Quando estávamos acompanhando o nascimento dos procedimentos TAVI, tínhamos trabalhos estruturados para demonstrar a segurança e a resolução dos quadros de estenose e, dentro desse contexto, uma série de limitações eram impostas nos trails.
Pacientes que tinham dupla lesão aórtica eram desconsiderados para os trabalhos iniciais, assim como aqueles que tinham valva aórtica bicúspide.
Os anos se passaram e vivenciamos uma expansão das indicações dessa intervenção a uma série de pacientes com características especiais. Isso colocou a prova os dispositivos e a técnica proposta ao mundo real, onde nem sempre todas as características eram controladas.
Atualmente, pacientes que apresentam lesões regurgitativas na valva aórtica podem realizar o procedimento sem contraindicação, bastando ter uma característica anatômica compatível e cálcio o suficiente para devida ancoragem.
Algumas publicações davam conta, inclusive, do tratamento de regurgitação aórtica pura com o implante de próteses TAVI convencionais, demonstrando em alguns casos resultados interessantes, mas com maiores taxas de embolização e complicações.

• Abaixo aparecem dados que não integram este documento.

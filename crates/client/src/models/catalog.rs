//! Catalog types: products, places and reviews.

use serde::{Deserialize, Serialize};

use gb_green_guide_core::{ImageId, Money, PlaceId, ProductId, Rating, ReviewId};

// =============================================================================
// Listing
// =============================================================================

/// A list endpoint response, paginated or plain.
#[derive(Debug, Clone, Deserialize)]
#[serde(untagged)]
pub enum Listing<T> {
    Page {
        results: Vec<T>,
        #[serde(default)]
        count: Option<u64>,
    },
    Plain(Vec<T>),
}

impl<T> Listing<T> {
    /// Drop pagination metadata and return the items.
    #[must_use]
    pub fn into_vec(self) -> Vec<T> {
        match self {
            Self::Page { results, .. } | Self::Plain(results) => results,
        }
    }
}

// =============================================================================
// Product Types
// =============================================================================

/// A catalog product.
#[derive(Debug, Clone, PartialEq, Serialize, Deserialize)]
pub struct Product {
    pub id: ProductId,
    pub name: String,
    #[serde(default)]
    pub description: String,
    pub price: Money,
    #[serde(default)]
    pub discount_price: Option<Money>,
    #[serde(default)]
    pub stock: u32,
    #[serde(default = "default_available")]
    pub is_available: bool,
    /// Category, either a plain name or a nested `{ "name": ... }` object.
    #[serde(default)]
    pub category: Option<serde_json::Value>,
    #[serde(default)]
    pub image: Option<String>,
    #[serde(default)]
    pub average_rating: Option<f64>,
    #[serde(default)]
    pub review_count: Option<u32>,
}

const fn default_available() -> bool {
    true
}

impl Product {
    /// Category name, whichever shape the API used.
    #[must_use]
    pub fn category_name(&self) -> Option<&str> {
        match self.category.as_ref()? {
            serde_json::Value::String(name) => Some(name.as_str()),
            serde_json::Value::Object(map) => map.get("name").and_then(serde_json::Value::as_str),
            _ => None,
        }
    }

    /// Effective unit price: the discount price when it is a real reduction.
    #[must_use]
    pub fn unit_price(&self) -> Money {
        match self.discount_price {
            Some(discount) if !discount.is_zero() && discount < self.price => discount,
            _ => self.price,
        }
    }

    /// Returns true if at least one unit can be ordered.
    #[must_use]
    pub const fn in_stock(&self) -> bool {
        self.is_available && self.stock > 0
    }
}

// =============================================================================
// Place Types
// =============================================================================

/// City a place belongs to.
#[derive(Debug, Clone, PartialEq, Eq, Serialize, Deserialize)]
pub struct City {
    #[serde(default)]
    pub id: Option<i64>,
    pub name: String,
}

/// One image attached to a place.
#[derive(Debug, Clone, PartialEq, Eq, Serialize, Deserialize)]
pub struct PlaceImage {
    #[serde(default)]
    pub id: Option<ImageId>,
    /// Image URL.
    pub image: String,
    #[serde(default)]
    pub caption: Option<String>,
}

/// A tourist place with its photo collection.
#[derive(Debug, Clone, PartialEq, Eq, Serialize, Deserialize)]
pub struct Place {
    pub id: PlaceId,
    pub name: String,
    #[serde(default)]
    pub city: Option<City>,
    #[serde(default)]
    pub city_name: Option<String>,
    #[serde(default)]
    pub location: Option<String>,
    #[serde(default)]
    pub description: Option<String>,
    #[serde(default)]
    pub images: Vec<PlaceImage>,
}

impl Place {
    /// City name from the nested city, falling back to the flat field.
    #[must_use]
    pub fn city_label(&self) -> Option<&str> {
        self.city
            .as_ref()
            .map(|city| city.name.as_str())
            .or(self.city_name.as_deref())
    }
}

// =============================================================================
// Review Types
// =============================================================================

/// A product review.
#[derive(Debug, Clone, PartialEq, Eq, Serialize, Deserialize)]
pub struct Review {
    pub id: ReviewId,
    pub rating: Rating,
    #[serde(default)]
    pub comment: String,
    #[serde(default, alias = "user")]
    pub user_name: Option<String>,
    #[serde(default)]
    pub created_at: Option<String>,
}

/// Request body for posting a review.
#[derive(Debug, Clone, Serialize)]
pub struct ReviewRequest {
    pub rating: Rating,
    pub comment: String,
}

#[cfg(test)]
#[allow(clippy::unwrap_used)]
mod tests {
    use super::*;

    #[test]
    fn test_listing_shapes() {
        let page: Listing<Place> = serde_json::from_value(serde_json::json!({
            "count": 1,
            "results": [{"id": 1, "name": "Attabad Lake"}]
        }))
        .unwrap();
        assert_eq!(page.into_vec().len(), 1);

        let plain: Listing<Place> =
            serde_json::from_value(serde_json::json!([{"id": 1, "name": "Deosai"}])).unwrap();
        assert_eq!(plain.into_vec().len(), 1);
    }

    #[test]
    fn test_category_name_shapes() {
        let mut product: Product = serde_json::from_value(serde_json::json!({
            "id": 1, "name": "Walnuts", "price": "900.00", "category": "Dry fruits"
        }))
        .unwrap();
        assert_eq!(product.category_name(), Some("Dry fruits"));

        product.category = Some(serde_json::json!({"id": 2, "name": "Oils"}));
        assert_eq!(product.category_name(), Some("Oils"));
        assert!(!product.in_stock());
    }

    #[test]
    fn test_place_city_label() {
        let place: Place = serde_json::from_value(serde_json::json!({
            "id": 1, "name": "Baltit Fort", "city": {"name": "Karimabad"}, "city_name": "Hunza"
        }))
        .unwrap();
        assert_eq!(place.city_label(), Some("Karimabad"));

        let flat: Place = serde_json::from_value(serde_json::json!({
            "id": 2, "name": "Shangrila", "city_name": "Skardu"
        }))
        .unwrap();
        assert_eq!(flat.city_label(), Some("Skardu"));
    }
}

Vale ressaltar que em determinado momento, a preocupação com essas complicações motivou o desenvolvimento de dispositivos dedicados ao tratamento da insuficiência aórtica pura que também apresentava bons resultados iniciais, trazendo um questionamento se uma prótese TAVI convencional poderia ser usada da mesma forma do que essa dedicada para os casos de lesão regurgitativa.
Embora algumas publicações trouxessem dados controversos, uma metanalise veio para tentar comparar os dispositivos correlacionando com os desfechos que mais preocupam na cardiologia clínica.
As próteses dedicadas, que agora estão disponíveis no mercado brasileiro se mostraram superiores em relação a desfechos importantes como mortalidade em 30 dias e 1 ano.
Observando outros desfechos, a utilização de próteses dedicadas também se mostrou interessante, com menor índice de marcapasso, menor grau de regurgitação residual e de eventos hemorrágicos.
Quando observamos ocorrência de AVC, vemos uma menor quantidade do que o procedimento TAVI para estenose aórtica, mas comparando os dispositivos, a ocorrência é semelhante na insuficiência aórtica pura.
Uma boa explicação para esses achados está na fisiopatologia da doença. Pacientes com regurgitação pura tem menos calcificação valvar o que reduz a incidência de AVC, mas com a utilização de próteses TAVI convencionais, aumenta o risco de marcapasso.
O anel calcificado serve de proteção ao sistema condutor em algum grau e próteses convencionais costumam ser superdimensionadas para se tentar evitar uma possível embolização, o que acaba pressionando o sistema condutor. Nos casos de próteses dedicadas, a ancoragem ocorre no folheto nativo, evitando a compressão do sistema de condução.
Achados como esses corroboram a ideia de que nem toda prótese TAVI é igual a outra. A escolha baseada em design e racional de funcionamento, bem como uma adequada seleção do paciente devem atuar junto com evidências robustas publicadas na literatura mundial.
Enquanto não tínhamos dispositivos dedicados, as complicações eram consideradas aceitáveis, mas agora, a decisão de Heart Team pode ser ainda mais precisa.
Literatura Sugerida:
1 – Samimi S, Hatab T, Kharsa C, et al. Meta-Analysis of Dedicated vs Off-Label Transcatheter Devices for Native Aortic Regurgitation. JACC Cardiovasc Interv. 2024 Oct 25:S1936-8798(24)01162-2.